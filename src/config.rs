//! # Configuration Module
//!
//! Handles loading and validating configuration from TOML files.

use serde::de::Error;
use serde::Deserialize;
use std::collections::BTreeMap;
use std::fs;
use std::path::Path;

use crate::error::{BridgeError, Result};
use crate::link::Endpoint;

/// Main configuration structure
#[derive(Debug, Deserialize, Clone, Default)]
pub struct Config {
    #[serde(default)]
    pub link: LinkConfig,
    #[serde(default)]
    pub sync: SyncConfig,
    #[serde(default)]
    pub filter: FilterConfig,
    #[serde(default)]
    pub statistics: StatisticsConfig,
    #[serde(default)]
    pub http: HttpConfig,
    #[serde(default)]
    pub custom: CustomConfig,
}

/// Vehicle link configuration
#[derive(Debug, Deserialize, Clone)]
pub struct LinkConfig {
    /// MAVLink connection string (`tcpout:`, `udpin:`, `serial:` ...)
    #[serde(default = "default_address")]
    pub address: String,

    /// Inactivity timeout and reconnect period in seconds, zero never times out
    #[serde(default = "default_timeout_s")]
    pub timeout_s: f64,

    #[serde(default = "default_source_system")]
    pub source_system: u8,

    #[serde(default = "default_source_component")]
    pub source_component: u8,
}

/// Collection fetching and stream request configuration
#[derive(Debug, Deserialize, Clone)]
pub struct SyncConfig {
    /// Rate requested for all data streams in Hz, zero does not request
    #[serde(default = "default_stream_rate")]
    pub stream_rate: u16,

    /// Extra message streams as message id -> frequency in Hz
    #[serde(default)]
    pub message_intervals: BTreeMap<String, f64>,

    #[serde(default = "default_true")]
    pub fetch_parameters: bool,

    #[serde(default = "default_true")]
    pub fetch_plan: bool,

    #[serde(default = "default_true")]
    pub fetch_fence: bool,

    #[serde(default = "default_true")]
    pub fetch_rally: bool,

    #[serde(default = "default_true")]
    pub fetch_home: bool,

    /// Reset the vehicle's on-board statistics on every connect
    #[serde(default = "default_true")]
    pub reset_statistics: bool,
}

/// Message and parameter filter configuration
#[derive(Debug, Deserialize, Clone, Default)]
pub struct FilterConfig {
    /// Comma separated message white list, empty admits every message
    #[serde(default)]
    pub white_message: String,

    #[serde(default)]
    pub black_message: String,

    /// Comma separated parameter white list, empty admits every parameter
    #[serde(default)]
    pub white_parameter: String,

    #[serde(default)]
    pub black_parameter: String,

    /// Drop messages not received for this many seconds, zero never drops
    #[serde(default)]
    pub drop_s: f64,
}

/// Statistics configuration
#[derive(Debug, Deserialize, Clone)]
pub struct StatisticsConfig {
    #[serde(default = "default_true")]
    pub enabled: bool,
}

/// HTTP server configuration
#[derive(Debug, Deserialize, Clone)]
pub struct HttpConfig {
    #[serde(default = "default_host")]
    pub host: String,

    #[serde(default = "default_port")]
    pub port: u16,
}

/// User-defined custom data configuration
#[derive(Debug, Deserialize, Clone)]
pub struct CustomConfig {
    /// JSON object merged over the cached custom data at start
    #[serde(default)]
    pub seed: String,

    #[serde(default = "default_true")]
    pub cache: bool,

    #[serde(default = "default_cache_file")]
    pub cache_file: String,

    #[serde(default = "default_flush_interval_s")]
    pub flush_interval_s: u64,
}

// Default value functions
fn default_address() -> String { "tcpout:127.0.0.1:5760".to_string() }
fn default_timeout_s() -> f64 { 5.0 }
fn default_source_system() -> u8 { 255 }
fn default_source_component() -> u8 { 0 }

fn default_stream_rate() -> u16 { 4 }
fn default_true() -> bool { true }

fn default_host() -> String { "127.0.0.1".to_string() }
fn default_port() -> u16 { 2609 }

fn default_cache_file() -> String { "custom.json".to_string() }
fn default_flush_interval_s() -> u64 { 10 }

impl Default for LinkConfig {
    fn default() -> Self {
        Self {
            address: default_address(),
            timeout_s: default_timeout_s(),
            source_system: default_source_system(),
            source_component: default_source_component(),
        }
    }
}

impl Default for SyncConfig {
    fn default() -> Self {
        Self {
            stream_rate: default_stream_rate(),
            message_intervals: BTreeMap::new(),
            fetch_parameters: true,
            fetch_plan: true,
            fetch_fence: true,
            fetch_rally: true,
            fetch_home: true,
            reset_statistics: true,
        }
    }
}

impl Default for StatisticsConfig {
    fn default() -> Self {
        Self { enabled: true }
    }
}

impl Default for HttpConfig {
    fn default() -> Self {
        Self {
            host: default_host(),
            port: default_port(),
        }
    }
}

impl Default for CustomConfig {
    fn default() -> Self {
        Self {
            seed: String::new(),
            cache: true,
            cache_file: default_cache_file(),
            flush_interval_s: default_flush_interval_s(),
        }
    }
}

impl SyncConfig {
    /// Parse the configured message intervals into (message id, Hz) pairs
    ///
    /// Entries with a non-numeric id are skipped; `validate` rejects them
    /// before this is reached for a loaded configuration.
    pub fn intervals(&self) -> Vec<(u32, f64)> {
        self.message_intervals
            .iter()
            .filter_map(|(id, hz)| id.trim().parse::<u32>().ok().map(|id| (id, *hz)))
            .collect()
    }
}

/// Split a comma separated name list, ignoring spaces and empty items
///
/// # Examples
///
/// ```
/// use mav_bridge::config::split_names;
///
/// let names = split_names("ATTITUDE, GPS_RAW_INT,,");
/// assert_eq!(names, vec!["ATTITUDE".to_string(), "GPS_RAW_INT".to_string()]);
/// ```
pub fn split_names(list: &str) -> Vec<String> {
    list.replace(' ', "")
        .split(',')
        .filter(|name| !name.is_empty())
        .map(str::to_string)
        .collect()
}

impl Config {
    /// Load configuration from a TOML file
    ///
    /// # Arguments
    ///
    /// * `path` - Path to the configuration file
    ///
    /// # Returns
    ///
    /// * `Result<Config>` - Loaded and validated configuration
    ///
    /// # Errors
    ///
    /// Returns error if:
    /// - File cannot be read
    /// - TOML parsing fails
    /// - Validation fails
    ///
    /// # Examples
    ///
    /// ```no_run
    /// use mav_bridge::config::Config;
    ///
    /// let config = Config::load("config/default.toml")?;
    /// # Ok::<(), Box<dyn std::error::Error>>(())
    /// ```
    pub fn load<P: AsRef<Path>>(path: P) -> Result<Self> {
        let contents = fs::read_to_string(path)?;
        let config: Config = toml::from_str(&contents)?;
        config.validate()?;
        Ok(config)
    }

    /// Validate configuration values
    ///
    /// # Errors
    ///
    /// Returns error if any configuration value is out of valid range
    pub fn validate(&self) -> Result<()> {
        if self.link.address.is_empty() {
            return Err(invalid("link address cannot be empty"));
        }
        if let Err(e) = Endpoint::parse(&self.link.address) {
            return Err(invalid(e));
        }

        if !self.link.timeout_s.is_finite() || self.link.timeout_s < 0.0 {
            return Err(invalid("timeout_s must be a finite number >= 0"));
        }

        if !self.filter.drop_s.is_finite() || self.filter.drop_s < 0.0 {
            return Err(invalid("drop_s must be a finite number >= 0"));
        }

        for (id, hz) in &self.sync.message_intervals {
            if id.trim().parse::<u32>().is_err() {
                return Err(invalid(format!("message_intervals key '{}' is not a message id", id)));
            }
            if !hz.is_finite() || *hz <= 0.0 {
                return Err(invalid(format!("message_intervals rate for '{}' must be > 0", id)));
            }
        }

        if self.http.host.is_empty() {
            return Err(invalid("http host cannot be empty"));
        }

        if self.custom.cache && self.custom.cache_file.is_empty() {
            return Err(invalid("cache_file cannot be empty when cache is enabled"));
        }

        if self.custom.flush_interval_s == 0 || self.custom.flush_interval_s > 3600 {
            return Err(invalid("flush_interval_s must be between 1 and 3600"));
        }

        if !self.custom.seed.trim().is_empty() {
            match serde_json::from_str::<serde_json::Value>(&self.custom.seed) {
                Ok(serde_json::Value::Object(_)) => {}
                _ => return Err(invalid("custom seed must be a JSON object")),
            }
        }

        Ok(())
    }
}

fn invalid(message: impl std::fmt::Display) -> BridgeError {
    BridgeError::Config(toml::de::Error::custom(message))
}
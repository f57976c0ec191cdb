//! Tone rendering: oscillator → envelope → 16-bit quantise → low-pass.

pub mod drone;

use tracing::debug;

use crate::dsp::filter::OnePoleLowPass;
use crate::dsp::oscillator::{Oscillator, TriangleMode};
use crate::error::ToneResult;
use crate::io::{to_i16, SampleBuffer, FULL_SCALE};
use crate::params::{EngineOptions, RenderConfig, ToneParameters};

/// Renders one buffer per call from a parameter snapshot.
///
/// The engine holds only its options. Coefficients, envelope layout and the
/// output buffer are all rebuilt from the arguments of each call.
#[derive(Debug, Clone, Copy, Default)]
pub struct ToneEngine {
    options: EngineOptions,
}

impl ToneEngine {
    pub fn new(options: EngineOptions) -> Self {
        Self { options }
    }

    pub fn with_filter(mut self, enabled: bool) -> Self {
        self.options.filter_enabled = enabled;
        self
    }

    pub fn with_triangle(mut self, mode: TriangleMode) -> Self {
        self.options.triangle = mode;
        self
    }

    pub fn options(&self) -> EngineOptions {
        self.options
    }

    fn oscillator(&self, params: &ToneParameters) -> Oscillator {
        Oscillator::new(params.waveform)
            .amplitude(params.amplitude)
            .frequency(params.frequency_hz)
            .pulse_width(params.pulse_width)
            .triangle_mode(self.options.triangle)
    }

    /// Oscillator output scaled to full scale, before envelope, quantisation
    /// or filtering.
    pub fn render_raw(
        &self,
        params: &ToneParameters,
        config: &RenderConfig,
    ) -> ToneResult<Vec<f64>> {
        let len = config.buffer_len()?;
        let osc = self.oscillator(params);
        if !osc.is_audible() {
            debug!(
                frequency_hz = params.frequency_hz,
                "no audible frequency, rendering silence"
            );
        }

        let mut signal = vec![0.0; len];
        osc.render(&mut signal, config.sample_rate());
        for sample in signal.iter_mut() {
            *sample *= FULL_SCALE;
        }
        Ok(signal)
    }

    /// Oscillator and envelope, quantised to 16 bits. This is exactly what the
    /// filter stage receives.
    fn render_shaped(
        &self,
        params: &ToneParameters,
        config: &RenderConfig,
    ) -> ToneResult<Vec<f64>> {
        let mut signal = self.render_raw(params, config)?;

        let layout = params.envelope.layout(signal.len(), config.sample_rate());
        if layout.is_truncated() {
            debug!(
                len = layout.len(),
                attack = layout.attack_samples(),
                decay = layout.decay_samples(),
                release = layout.release_samples(),
                "envelope longer than buffer, segments truncated"
            );
        }
        layout.apply(&mut signal);

        for sample in signal.iter_mut() {
            *sample = f64::from(to_i16(*sample));
        }
        Ok(signal)
    }

    /// Oscillator and envelope only; the filter is never applied.
    pub fn render_unfiltered(
        &self,
        params: &ToneParameters,
        config: &RenderConfig,
    ) -> ToneResult<SampleBuffer> {
        let signal = self.render_shaped(params, config)?;
        Ok(SampleBuffer::from_scaled(&signal, config.sample_rate_hz))
    }

    /// Run the full pipeline.
    ///
    /// Fails only on a configuration that cannot produce a buffer (zero
    /// duration, zero sample rate, or a combination that rounds to zero
    /// samples). Everything else is corrected silently.
    pub fn render(
        &self,
        params: &ToneParameters,
        config: &RenderConfig,
    ) -> ToneResult<SampleBuffer> {
        let mut signal = self.render_shaped(params, config)?;

        if self.options.filter_enabled {
            OnePoleLowPass::new(params.cutoff_hz).render(&mut signal, config.sample_rate());
        }

        debug!(
            len = signal.len(),
            waveform = %params.waveform,
            frequency_hz = params.frequency_hz,
            filter = self.options.filter_enabled,
            "rendered tone"
        );
        Ok(SampleBuffer::from_scaled(&signal, config.sample_rate_hz))
    }
}

/// Render with default options (filter on, verbatim triangle).
pub fn render(params: &ToneParameters, config: &RenderConfig) -> ToneResult<SampleBuffer> {
    ToneEngine::default().render(params, config)
}

#[cfg(test)]
mod tests {
    use super::*;
    use crate::dsp::oscillator::Waveform;
    use crate::error::ToneError;

    fn config_1s() -> RenderConfig {
        RenderConfig::new(44_100, 1_000)
    }

    #[test]
    fn raw_sine_reaches_full_scale() {
        let params = ToneParameters::new(Waveform::Sine, 440.0).amplitude(1.0);
        let raw = ToneEngine::default().render_raw(&params, &config_1s()).unwrap();

        assert_eq!(raw.len(), 44_100);
        assert_eq!(raw[0], 0.0);
        // t = 1 / (4 * 440) lands between samples 25 and 26
        let peak = raw[25].max(raw[26]);
        assert!((peak - FULL_SCALE).abs() < 1.0, "peak={peak}");
    }

    #[test]
    fn bypass_matches_unfiltered_render() {
        let engine = ToneEngine::default().with_filter(false);
        let params = ToneParameters::new(Waveform::Sawtooth, 330.0)
            .cutoff(200.0)
            .adsr(5.0, 10.0, 0.6, 20.0);
        let config = RenderConfig::new(48_000, 80);

        let bypassed = engine.render(&params, &config).unwrap();
        let shaped = engine.render_unfiltered(&params, &config).unwrap();
        assert_eq!(bypassed, shaped);

        let filtered = ToneEngine::default().render(&params, &config).unwrap();
        assert_ne!(filtered, shaped);
    }

    #[test]
    fn silence_for_missing_note() {
        let params = ToneParameters::new(Waveform::Square, 0.0).amplitude(1.0);
        let buffer = render(&params, &RenderConfig::default()).unwrap();
        assert_eq!(buffer.len(), 4_410);
        assert_eq!(buffer.peak(), 0);
    }

    #[test]
    fn zero_duration_is_an_error() {
        let params = ToneParameters::default();
        assert_eq!(
            render(&params, &RenderConfig::new(44_100, 0)),
            Err(ToneError::ZeroDuration)
        );
    }

    #[test]
    fn verbatim_triangle_saturates_instead_of_wrapping() {
        let params = ToneParameters::new(Waveform::Triangle, 440.0).amplitude(1.0);
        let buffer = ToneEngine::default()
            .with_filter(false)
            .render(&params, &RenderConfig::new(44_100, 100))
            .unwrap();

        // past the first period the formula leaves [-1, 1] and pins to +full scale
        let tail = &buffer.as_slice()[1_000..];
        assert!(tail.iter().all(|&s| s == i16::MAX));
    }

    #[test]
    fn wrapped_triangle_stays_periodic() {
        let params = ToneParameters::new(Waveform::Triangle, 441.0).amplitude(1.0);
        let buffer = ToneEngine::default()
            .with_filter(false)
            .with_triangle(TriangleMode::Wrapped)
            .render(&params, &RenderConfig::new(44_100, 100))
            .unwrap();

        let samples = buffer.as_slice();
        assert!(samples.iter().any(|&s| s < -30_000));
        for i in 0..(samples.len() - 100) {
            assert!((samples[i] as i32 - samples[i + 100] as i32).abs() <= 1);
        }
    }
}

--------------------

**WORK TO BE COMPLETED:** In the listing above, how many lines hold the string "tail"? Only the number is to be reported.

**RESULT OF THIS EXERCISE:** 2